Operation Epic Fury Enters Week Two as the Conflict Explodes Across Multiple Fronts
As Operation Epic Fury enters its second week, the US-Israeli war against Iran has metastasized into something far larger and more dangerous than anyone predicted nine days ago. Israeli tanks are rolling into Lebanon. A school strike has killed 168 people — most of them children. Trump is refusing to rule out ground troops in Iran. And China is watching nervously as the conflict threatens to reshape the entire global order.
Here’s everything you need to know about what’s happening right now.
Israel Opens a Second Front: Ground Forces Push Into Lebanon
Israeli ground forces have begun pushing into southern Lebanon in what military officials describe as a “defensive operation” to protect northern Israeli communities. But the reality on the ground tells a different story.

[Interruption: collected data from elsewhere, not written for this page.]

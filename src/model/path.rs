//! Field path addressing.
//!
//! A path selects a namespace (the current element or a named mark) and then a
//! field inside that element:
//!
//! * `name`, `address.city` - properties of the current element
//! * `_gid`, `_label`, `_from`, `_to` - reserved identity fields
//! * `$.name`, `$.address.city` - explicit current namespace
//! * `$person.name`, `$person._gid` - properties of the element marked `person`
//! * `$person`, `$` - the whole element
//!
//! Inside an explicit namespace the short identity names `gid`, `label`,
//! `from`, `to` are accepted as aliases, and `data.` prefixes a property path.

/// Reserved name standing for the traveler's current element.
pub const CURRENT: &str = "_current";

/// Which element of the traveler a path reads.
#[derive(Clone, Debug, PartialEq, Eq, Hash)]
pub enum Namespace {
    /// The traveler's current element.
    Current,
    /// The element captured under a mark.
    Mark(String),
}

/// Field selected within the addressed element.
#[derive(Clone, Debug, PartialEq, Eq, Hash)]
pub enum Field {
    /// The whole element.
    Element,
    /// Element id.
    Id,
    /// Element label.
    Label,
    /// Edge source id.
    From,
    /// Edge destination id.
    To,
    /// Property path. Empty selects the whole property document.
    Data(Vec<String>),
}

/// Parsed field path.
#[derive(Clone, Debug, PartialEq, Eq, Hash)]
pub struct FieldPath {
    /// Addressed element.
    pub namespace: Namespace,
    /// Field within the element.
    pub field: Field,
}

impl FieldPath {
    /// Parses a path expression. Parsing never fails; unknown shapes resolve to
    /// property paths which simply yield nothing at runtime.
    pub fn parse(raw: &str) -> Self {
        let raw = raw.trim();
        if let Some(rest) = raw.strip_prefix('$') {
            let (ns, field) = match rest.split_once('.') {
                Some((ns, field)) => (ns, Some(field)),
                None => (rest, None),
            };
            let namespace = if ns.is_empty() || ns == CURRENT {
                Namespace::Current
            } else {
                Namespace::Mark(ns.to_owned())
            };
            let field = match field {
                None | Some("") => Field::Element,
                Some(f) => parse_field(f, true),
            };
            return Self { namespace, field };
        }
        Self {
            namespace: Namespace::Current,
            field: parse_field(raw, false),
        }
    }

    /// Path addressing a property of the current element.
    pub fn property(path: &str) -> Self {
        Self {
            namespace: Namespace::Current,
            field: Field::Data(split(path)),
        }
    }

    /// True when the path reads the id of the current element.
    pub fn is_current_id(&self) -> bool {
        self.namespace == Namespace::Current && self.field == Field::Id
    }

    /// True when the path reads the label of the current element.
    pub fn is_current_label(&self) -> bool {
        self.namespace == Namespace::Current && self.field == Field::Label
    }

    /// Mark name when the path reads a marked element.
    pub fn mark(&self) -> Option<&str> {
        match &self.namespace {
            Namespace::Mark(name) => Some(name),
            Namespace::Current => None,
        }
    }
}

fn split(path: &str) -> Vec<String> {
    path.split('.')
        .filter(|s| !s.is_empty())
        .map(str::to_owned)
        .collect()
}

fn parse_field(field: &str, namespaced: bool) -> Field {
    let (head, tail) = match field.split_once('.') {
        Some((head, tail)) => (head, Some(tail)),
        None => (field, None),
    };
    if tail.is_none() {
        match head {
            "_gid" => return Field::Id,
            "_label" => return Field::Label,
            "_from" => return Field::From,
            "_to" => return Field::To,
            "_data" => return Field::Data(Vec::new()),
            _ => {}
        }
        if namespaced {
            match head {
                "gid" => return Field::Id,
                "label" => return Field::Label,
                "from" => return Field::From,
                "to" => return Field::To,
                "data" => return Field::Data(Vec::new()),
                _ => {}
            }
        }
    } else if head == "_data" || (namespaced && head == "data") {
        return Field::Data(split(tail.unwrap_or_default()));
    }
    Field::Data(split(field))
}
//! Index-start rewrite.
//!
//! A query that scans every vertex and then filters on the id or the label
//! can start from the matching vertices directly. The rewrite only inspects
//! the filter prefix right after the scan; anything else ends the analysis.
use smallvec::SmallVec;
use tracing::debug;

use crate::model::path::FieldPath;
use crate::model::Value;
use crate::query::{Condition, HasExpression, Operator, Statement};

#[derive(Clone, Copy, Debug, PartialEq, Eq)]
enum Kind {
    Id,
    Label,
}

/// Prefix positions of the filters addressing ids and labels, in order.
#[derive(Debug, Default)]
struct Prefix {
    ids: SmallVec<[usize; 2]>,
    labels: SmallVec<[usize; 2]>,
}

fn condition_kind(cond: &Condition) -> Option<Kind> {
    let path = FieldPath::parse(&cond.key);
    if path.is_current_id() {
        Some(Kind::Id)
    } else if path.is_current_label() {
        Some(Kind::Label)
    } else {
        None
    }
}

/// Strings an equality or membership condition pins the field to. Any other
/// operator, or a non-string operand, yields nothing.
fn condition_values(cond: &Condition) -> Vec<String> {
    match (cond.condition, &cond.value) {
        (Operator::Eq, Value::String(s)) => vec![s.clone()],
        (Operator::Within, Value::List(items)) => items
            .iter()
            .map(|v| v.as_str().map(str::to_owned))
            .collect::<Option<Vec<_>>>()
            .unwrap_or_default(),
        _ => Vec::new(),
    }
}

fn extract(stmt: &Statement) -> Vec<String> {
    match stmt {
        Statement::HasId(items) | Statement::HasLabel(items) => items.clone(),
        Statement::Has(HasExpression::Condition(cond)) => condition_values(cond),
        _ => Vec::new(),
    }
}

/// Rewrites `V() + id/label filter` prefixes into direct lookups.
///
/// The first id filter wins over any label filter; only the first filter of
/// the winning kind is consumed and every other statement keeps its
/// position. Applying the function to its own output changes nothing.
pub fn index_start_optimize(stmts: &[Statement]) -> Vec<Statement> {
    match stmts.first() {
        Some(Statement::V(ids)) if ids.is_empty() => {}
        _ => return stmts.to_vec(),
    }

    let mut prefix = Prefix::default();
    for (i, stmt) in stmts.iter().enumerate().skip(1) {
        match stmt {
            Statement::HasId(_) => prefix.ids.push(i),
            Statement::HasLabel(_) => prefix.labels.push(i),
            Statement::Has(HasExpression::And(items)) => {
                let mut flattened = Vec::with_capacity(stmts.len() + items.len());
                flattened.extend_from_slice(&stmts[..i]);
                flattened.extend(items.iter().cloned().map(Statement::Has));
                flattened.extend_from_slice(&stmts[i + 1..]);
                return index_start_optimize(&flattened);
            }
            Statement::Has(HasExpression::Condition(cond)) => match condition_kind(cond) {
                Some(Kind::Id) => prefix.ids.push(i),
                Some(Kind::Label) => prefix.labels.push(i),
                None => {}
            },
            Statement::Has(_) => {}
            _ => break,
        }
    }

    let rewrite = prefix
        .ids
        .first()
        .map(|&i| (i, Kind::Id, extract(&stmts[i])))
        .filter(|(_, _, values)| !values.is_empty())
        .or_else(|| {
            prefix
                .labels
                .first()
                .map(|&i| (i, Kind::Label, extract(&stmts[i])))
                .filter(|(_, _, values)| !values.is_empty())
        });

    let Some((consumed, kind, values)) = rewrite else {
        return stmts.to_vec();
    };
    debug!(kind = ?kind, consumed, count = values.len(), "engine.optimize.index_start");
    let start = match kind {
        Kind::Id => Statement::V(values),
        Kind::Label => Statement::LookupVertsIndex(values),
    };
    let mut out = Vec::with_capacity(stmts.len() - 1);
    out.push(start);
    out.extend(
        stmts
            .iter()
            .enumerate()
            .skip(1)
            .filter(|(i, _)| *i != consumed)
            .map(|(_, s)| s.clone()),
    );
    out
}
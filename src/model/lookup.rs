//! Batched request envelopes exchanged with storage backends.
use crate::model::{DataElement, Traveler};

/// Correlates an id to resolve with the traveler that asked for it.
///
/// Backends fill in `vertex` or `edge`; the back-reference is returned
/// untouched so results stay correlated even when a batch resolves out of
/// order or the same id appears more than once.
#[derive(Clone, Debug)]
pub struct ElementLookup {
    /// Id to resolve.
    pub id: String,
    /// Traveler that issued the request.
    pub reference: Traveler,
    /// Resolved vertex.
    pub vertex: Option<DataElement>,
    /// Resolved edge.
    pub edge: Option<DataElement>,
}

impl ElementLookup {
    /// Unresolved request for `id`.
    pub fn new(id: impl Into<String>, reference: Traveler) -> Self {
        Self {
            id: id.into(),
            reference,
            vertex: None,
            edge: None,
        }
    }

    /// Signal envelope wrapping a signal traveler.
    pub fn signal(reference: Traveler) -> Self {
        Self::new(String::new(), reference)
    }

    /// True when the back-reference is a signal traveler.
    pub fn is_signal(&self) -> bool {
        self.reference.is_signal()
    }

    /// Copy of the request resolved to a vertex.
    pub fn with_vertex(&self, vertex: DataElement) -> Self {
        Self {
            id: self.id.clone(),
            reference: self.reference.clone(),
            vertex: Some(vertex),
            edge: None,
        }
    }

    /// Copy of the request resolved to an edge.
    pub fn with_edge(&self, edge: DataElement) -> Self {
        Self {
            id: self.id.clone(),
            reference: self.reference.clone(),
            vertex: None,
            edge: Some(edge),
        }
    }
}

BBC correspondents at the Israel-Lebanon border reported seeing dozens of tanks and armored bulldozers newly positioned right along the fence line on Friday morning. The Israel Defense Forces (IDF) have issued a massive evacuation order reaching roughly 27 kilometers (16 miles) into Lebanese territory — far deeper than any defensive buffer zone would require.
IDF Chief of Staff Eyal Zamir has stated the objective in Lebanon is the complete disarmament of Hezbollah, and that he “will not let up until that is done.”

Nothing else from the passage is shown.